* [Dataset records]:
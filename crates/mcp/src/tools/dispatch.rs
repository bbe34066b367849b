#![forbid(unsafe_code)]

use crate::McpServer;
use serde_json::Value;

pub(crate) fn dispatch_tool(server: &mut McpServer, name: &str, args: Value) -> Option<Value> {
    let resp = match name {
        "create_board" => server.tool_create_board(args),
        "get_board" => server.tool_get_board(args),
        "list_boards" => server.tool_list_boards(args),
        "migrate" => server.tool_migrate(args),
        "create_task" => server.tool_create_task(args),
        "get_task" => server.tool_get_task(args),
        "list_tasks" => server.tool_list_tasks(args),
        "update_task" => server.tool_update_task(args),
        "update_tasks_batch" => server.tool_update_tasks_batch(args),
        "create_column" => server.tool_create_column(args),
        "list_columns" => server.tool_list_columns(args),
        "update_column" => server.tool_update_column(args),
        "remove_column" => server.tool_remove_column(args),
        "add_label" => server.tool_add_label(args),
        "list_labels" => server.tool_list_labels(args),
        "update_label" => server.tool_update_label(args),
        "remove_label" => server.tool_remove_label(args),
        "add_sprint" => server.tool_add_sprint(args),
        "list_sprints" => server.tool_list_sprints(args),
        "update_sprint" => server.tool_update_sprint(args),
        "remove_sprint" => server.tool_remove_sprint(args),
        _ => return None,
    };
    Some(resp)
}
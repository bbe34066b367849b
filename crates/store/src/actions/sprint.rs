#![forbid(unsafe_code)]

use crate::{StoreError, board_files};
use kn_core::clock;
use kn_core::model::{Sprint, SprintDates};
use std::path::Path;

#[derive(Clone, Debug, Default)]
pub struct NewSprint {
    pub name: String,
    pub description: Option<String>,
    pub capacity: Option<f64>,
    pub starts: Option<String>,
    pub ends: Option<String>,
}

#[derive(Clone, Debug, Default)]
pub struct SprintPatch {
    pub name: Option<String>,
    pub description: Option<String>,
    pub capacity: Option<f64>,
    pub starts: Option<String>,
    pub ends: Option<String>,
}

pub fn add_sprint(path: &Path, sprint: NewSprint) -> Result<Sprint, StoreError> {
    let mut board = board_files::load_board(path)?;
    if board.sprints.iter().any(|entry| entry.name == sprint.name) {
        return Err(StoreError::DuplicateSprint(sprint.name));
    }
    let added = Sprint {
        name: sprint.name,
        description: sprint.description,
        capacity: sprint.capacity,
        dates: SprintDates {
            created: clock::now_rfc3339(),
            starts: sprint.starts,
            ends: sprint.ends,
        },
    };
    board.sprints.push(added.clone());
    board.touch_updated();
    board_files::save_board(path, &mut board)?;
    Ok(added)
}

pub fn update_sprint(path: &Path, name: &str, patch: &SprintPatch) -> Result<Sprint, StoreError> {
    let mut board = board_files::load_board(path)?;
    if let Some(new_name) = patch.name.as_deref()
        && new_name != name
        && board.sprints.iter().any(|entry| entry.name == new_name)
    {
        return Err(StoreError::DuplicateSprint(new_name.to_string()));
    }
    let Some(sprint) = board.sprints.iter_mut().find(|entry| entry.name == name) else {
        return Err(StoreError::UnknownSprint(name.to_string()));
    };
    if let Some(new_name) = patch.name.as_deref() {
        sprint.name = new_name.to_string();
    }
    if let Some(description) = patch.description.as_deref() {
        sprint.description = Some(description.to_string());
    }
    if let Some(capacity) = patch.capacity {
        sprint.capacity = Some(capacity);
    }
    if let Some(starts) = patch.starts.as_deref() {
        sprint.dates.starts = Some(starts.to_string());
    }
    if let Some(ends) = patch.ends.as_deref() {
        sprint.dates.ends = Some(ends.to_string());
    }
    let updated = sprint.clone();
    board.touch_updated();
    board_files::save_board(path, &mut board)?;
    Ok(updated)
}

pub fn remove_sprint(path: &Path, name: &str) -> Result<(), StoreError> {
    let mut board = board_files::load_board(path)?;
    if !board.sprints.iter().any(|entry| entry.name == name) {
        return Err(StoreError::UnknownSprint(name.to_string()));
    }
    board.sprints.retain(|entry| entry.name != name);
    board.touch_updated();
    board_files::save_board(path, &mut board)?;
    Ok(())
}

pub fn list_sprints(path: &Path) -> Result<Vec<Sprint>, StoreError> {
    let board = board_files::load_board(path)?;
    Ok(board.sprints)
}
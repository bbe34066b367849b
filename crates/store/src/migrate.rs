#![forbid(unsafe_code)]

use crate::{StoreError, backup, board_files};
use kn_core::migrations::{MigrationError, detect_version, migrate_board};
use kn_core::{BOARD_EXTENSION, BOARD_VERSION};
use serde_yaml::Value;
use std::path::Path;

/// Batch invocation parameters. Exactly one of `files` / `all` must be
/// selected; `dry_run` computes outcomes without touching the filesystem and
/// `backup` copies originals aside before a real overwrite.
#[derive(Clone, Debug, Default)]
pub struct MigrateOptions {
    pub files: Option<Vec<String>>,
    pub all: bool,
    pub dry_run: bool,
    pub backup: bool,
}

#[derive(Clone, Copy, Debug, PartialEq, Eq)]
pub enum MigrateStatus {
    Migrated,
    Skipped,
    Error,
}

impl MigrateStatus {
    pub fn as_str(self) -> &'static str {
        match self {
            Self::Migrated => "migrated",
            Self::Skipped => "skipped",
            Self::Error => "error",
        }
    }
}

/// One record per processed file, immutable once pushed into the report.
/// `from_version`/`to_version` are present together or absent together.
#[derive(Clone, Debug)]
pub struct FileMigrationResult {
    pub filename: String,
    pub status: MigrateStatus,
    pub from_version: Option<String>,
    pub to_version: Option<String>,
    pub message: String,
    pub backup_created: bool,
}

/// Aggregate outcome of one batch call. `migrated + skipped + errors` always
/// equals the number of files resolved for processing.
#[derive(Clone, Debug, Default)]
pub struct MigrateReport {
    pub migrated_count: usize,
    pub skipped_count: usize,
    pub error_count: usize,
    pub results: Vec<FileMigrationResult>,
    pub summary: String,
}

impl MigrateReport {
    fn push(&mut self, result: FileMigrationResult) {
        match result.status {
            MigrateStatus::Migrated => self.migrated_count += 1,
            MigrateStatus::Skipped => self.skipped_count += 1,
            MigrateStatus::Error => self.error_count += 1,
        }
        self.results.push(result);
    }
}

/// Migrate board files under `working_dir` to the current schema version.
///
/// Processing is sequential and per-file isolated: any failure on one file
/// (missing, undecodable, unsupported version, backup or write error) becomes
/// that file's `error` result and the batch moves on. The only failure that
/// escapes the call is the configuration error for selecting neither an
/// explicit file list nor `all`.
pub fn migrate_boards(
    working_dir: &Path,
    options: &MigrateOptions,
) -> Result<MigrateReport, StoreError> {
    let explicit = options
        .files
        .as_ref()
        .is_some_and(|files| !files.is_empty());
    if !explicit && !options.all {
        return Err(StoreError::InvalidInput(
            "either files array or all flag must be specified",
        ));
    }

    let mut report = MigrateReport::default();

    let filenames = if options.all {
        let found = board_files::find_board_files(working_dir)?;
        if found.is_empty() {
            report.summary = format!("No .{BOARD_EXTENSION} files found in current directory");
            return Ok(report);
        }
        found
            .into_iter()
            .map(|path| {
                path.file_name()
                    .map(|name| name.to_string_lossy().into_owned())
                    .unwrap_or_else(|| path.to_string_lossy().into_owned())
            })
            .collect()
    } else {
        options.files.clone().unwrap_or_default()
    };

    for filename in &filenames {
        report.push(migrate_one(working_dir, filename, options));
    }

    report.summary = render_summary(&report, options.dry_run);
    Ok(report)
}

fn migrate_one(working_dir: &Path, filename: &str, options: &MigrateOptions) -> FileMigrationResult {
    let error = |message: String| FileMigrationResult {
        filename: filename.to_string(),
        status: MigrateStatus::Error,
        from_version: None,
        to_version: None,
        message,
        backup_created: false,
    };

    let path = working_dir.join(filename);
    if !path.exists() {
        return error(format!("File not found: {filename}"));
    }

    let raw: Value = match board_files::load_raw(&path) {
        Ok(value) => value,
        Err(_) => return error(format!("Invalid board file format: {filename}")),
    };
    let from_version = match detect_version(&raw) {
        Ok(version) => version,
        Err(MigrationError::Malformed(_)) => {
            return error(format!("Invalid board file format: {filename}"));
        }
        Err(err) => return error(format!("Migration failed - {err}")),
    };

    // Idempotence guard: a current file is never rewritten and never backed
    // up, regardless of flags.
    if from_version == BOARD_VERSION {
        return FileMigrationResult {
            filename: filename.to_string(),
            status: MigrateStatus::Skipped,
            from_version: Some(from_version.clone()),
            to_version: Some(from_version),
            message: format!("Already at latest version ({BOARD_VERSION})"),
            backup_created: false,
        };
    }

    let mut board = match migrate_board(raw) {
        Ok(board) => board,
        Err(err) => return error(format!("Migration failed - {err}")),
    };
    let to_version = board.metadata.version.clone();

    if options.dry_run {
        return FileMigrationResult {
            filename: filename.to_string(),
            status: MigrateStatus::Migrated,
            from_version: Some(from_version.clone()),
            to_version: Some(to_version.clone()),
            message: format!("Would migrate from {from_version} to {to_version}"),
            backup_created: false,
        };
    }

    let mut backup_created = false;
    if options.backup {
        if let Err(err) = backup::backup_board_file(&path) {
            return error(format!("Migration failed - {err}"));
        }
        backup_created = true;
    }

    if let Err(err) = board_files::save_board(&path, &mut board) {
        return error(format!("Migration failed - {err}"));
    }

    FileMigrationResult {
        filename: filename.to_string(),
        status: MigrateStatus::Migrated,
        from_version: Some(from_version.clone()),
        to_version: Some(to_version.clone()),
        message: format!("Migrated from {from_version} to {to_version}"),
        backup_created,
    }
}

fn render_summary(report: &MigrateReport, dry_run: bool) -> String {
    let mut summary = String::from("Migration Summary:\n");
    if dry_run {
        summary.push_str(&format!(
            "  Would migrate: {} files\n",
            report.migrated_count
        ));
    } else {
        summary.push_str(&format!("  Migrated: {} files\n", report.migrated_count));
    }
    summary.push_str(&format!("  Already current: {} files", report.skipped_count));
    if report.error_count > 0 {
        summary.push_str(&format!("\n  Errors: {} files", report.error_count));
    }
    if dry_run && report.migrated_count > 0 {
        summary.push_str("\n\nRun without dryRun to perform the migration.");
    }
    summary
}
#![forbid(unsafe_code)]

use crate::tools::to_json;
use crate::{
    McpServer, ai_error, ai_ok, optional_bool, optional_string, optional_string_array,
    require_string, store_error,
};
use kn_store::actions::board::{create_board, filename_from_board_name};
use kn_store::migrate::{MigrateOptions, migrate_boards};
use kn_store::{board_files, migrate};
use serde_json::{Value, json};

impl McpServer {
    pub(crate) fn tool_create_board(&mut self, args: Value) -> Value {
        let Some(args_obj) = args.as_object() else {
            return ai_error("INVALID_INPUT", "arguments must be an object");
        };
        let name = match require_string(args_obj, "name") {
            Ok(value) => value,
            Err(resp) => return resp,
        };
        let description = match optional_string(args_obj, "description") {
            Ok(value) => value,
            Err(resp) => return resp,
        };
        let filename = match optional_string(args_obj, "filename") {
            Ok(value) => value.unwrap_or_else(|| filename_from_board_name(&name)),
            Err(resp) => return resp,
        };

        let path = self.board_path(Some(&filename));
        match create_board(&path, &name, description.as_deref()) {
            Ok(board) => ai_ok(
                "create_board",
                json!({ "filename": filename, "board": to_json(&board) }),
            ),
            Err(err) => store_error(&err),
        }
    }

    pub(crate) fn tool_get_board(&mut self, args: Value) -> Value {
        let Some(args_obj) = args.as_object() else {
            return ai_error("INVALID_INPUT", "arguments must be an object");
        };
        let filename = match optional_string(args_obj, "filename") {
            Ok(value) => value,
            Err(resp) => return resp,
        };

        let path = self.board_path(filename.as_deref());
        match board_files::load_board(&path) {
            Ok(board) => ai_ok("get_board", json!({ "board": to_json(&board) })),
            Err(err) => store_error(&err),
        }
    }

    pub(crate) fn tool_list_boards(&mut self, _args: Value) -> Value {
        let files = match board_files::find_board_files(&self.working_dir) {
            Ok(files) => files,
            Err(err) => return store_error(&err),
        };

        let mut boards = Vec::with_capacity(files.len());
        for path in files {
            let filename = path
                .file_name()
                .map(|name| name.to_string_lossy().into_owned())
                .unwrap_or_else(|| path.to_string_lossy().into_owned());
            // Name extraction is best-effort so listings still include files
            // that are at an old schema version or partially written.
            let name = board_files::load_board_name(&path).ok().flatten();
            boards.push(json!({ "filename": filename, "name": name }));
        }
        ai_ok("list_boards", json!({ "boards": boards }))
    }

    pub(crate) fn tool_migrate(&mut self, args: Value) -> Value {
        let Some(args_obj) = args.as_object() else {
            return ai_error("INVALID_INPUT", "arguments must be an object");
        };
        let files = match optional_string_array(args_obj, "files") {
            Ok(value) => value,
            Err(resp) => return resp,
        };
        let all = match optional_bool(args_obj, "all") {
            Ok(value) => value,
            Err(resp) => return resp,
        };
        let dry_run = match optional_bool(args_obj, "dryRun") {
            Ok(value) => value,
            Err(resp) => return resp,
        };
        let backup = match optional_bool(args_obj, "backup") {
            Ok(value) => value,
            Err(resp) => return resp,
        };

        let options = MigrateOptions {
            files,
            all,
            dry_run,
            backup,
        };
        match migrate_boards(&self.working_dir, &options) {
            Ok(report) => ai_ok("migrate", render_migrate_report(&report)),
            Err(err) => store_error(&err),
        }
    }
}

fn render_migrate_report(report: &migrate::MigrateReport) -> Value {
    let results = report
        .results
        .iter()
        .map(|result| {
            json!({
                "filename": result.filename,
                "status": result.status.as_str(),
                "fromVersion": result.from_version,
                "toVersion": result.to_version,
                "message": result.message,
                "backupCreated": result.backup_created,
            })
        })
        .collect::<Vec<_>>();

    json!({
        "migratedCount": report.migrated_count,
        "skippedCount": report.skipped_count,
        "errorCount": report.error_count,
        "results": results,
        "summary": report.summary,
    })
}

* [Work to be completed]: Lines containing "MigrateOptions" in the listing: how many are there? Answer with the number only.

* [Result for this exercise]: 5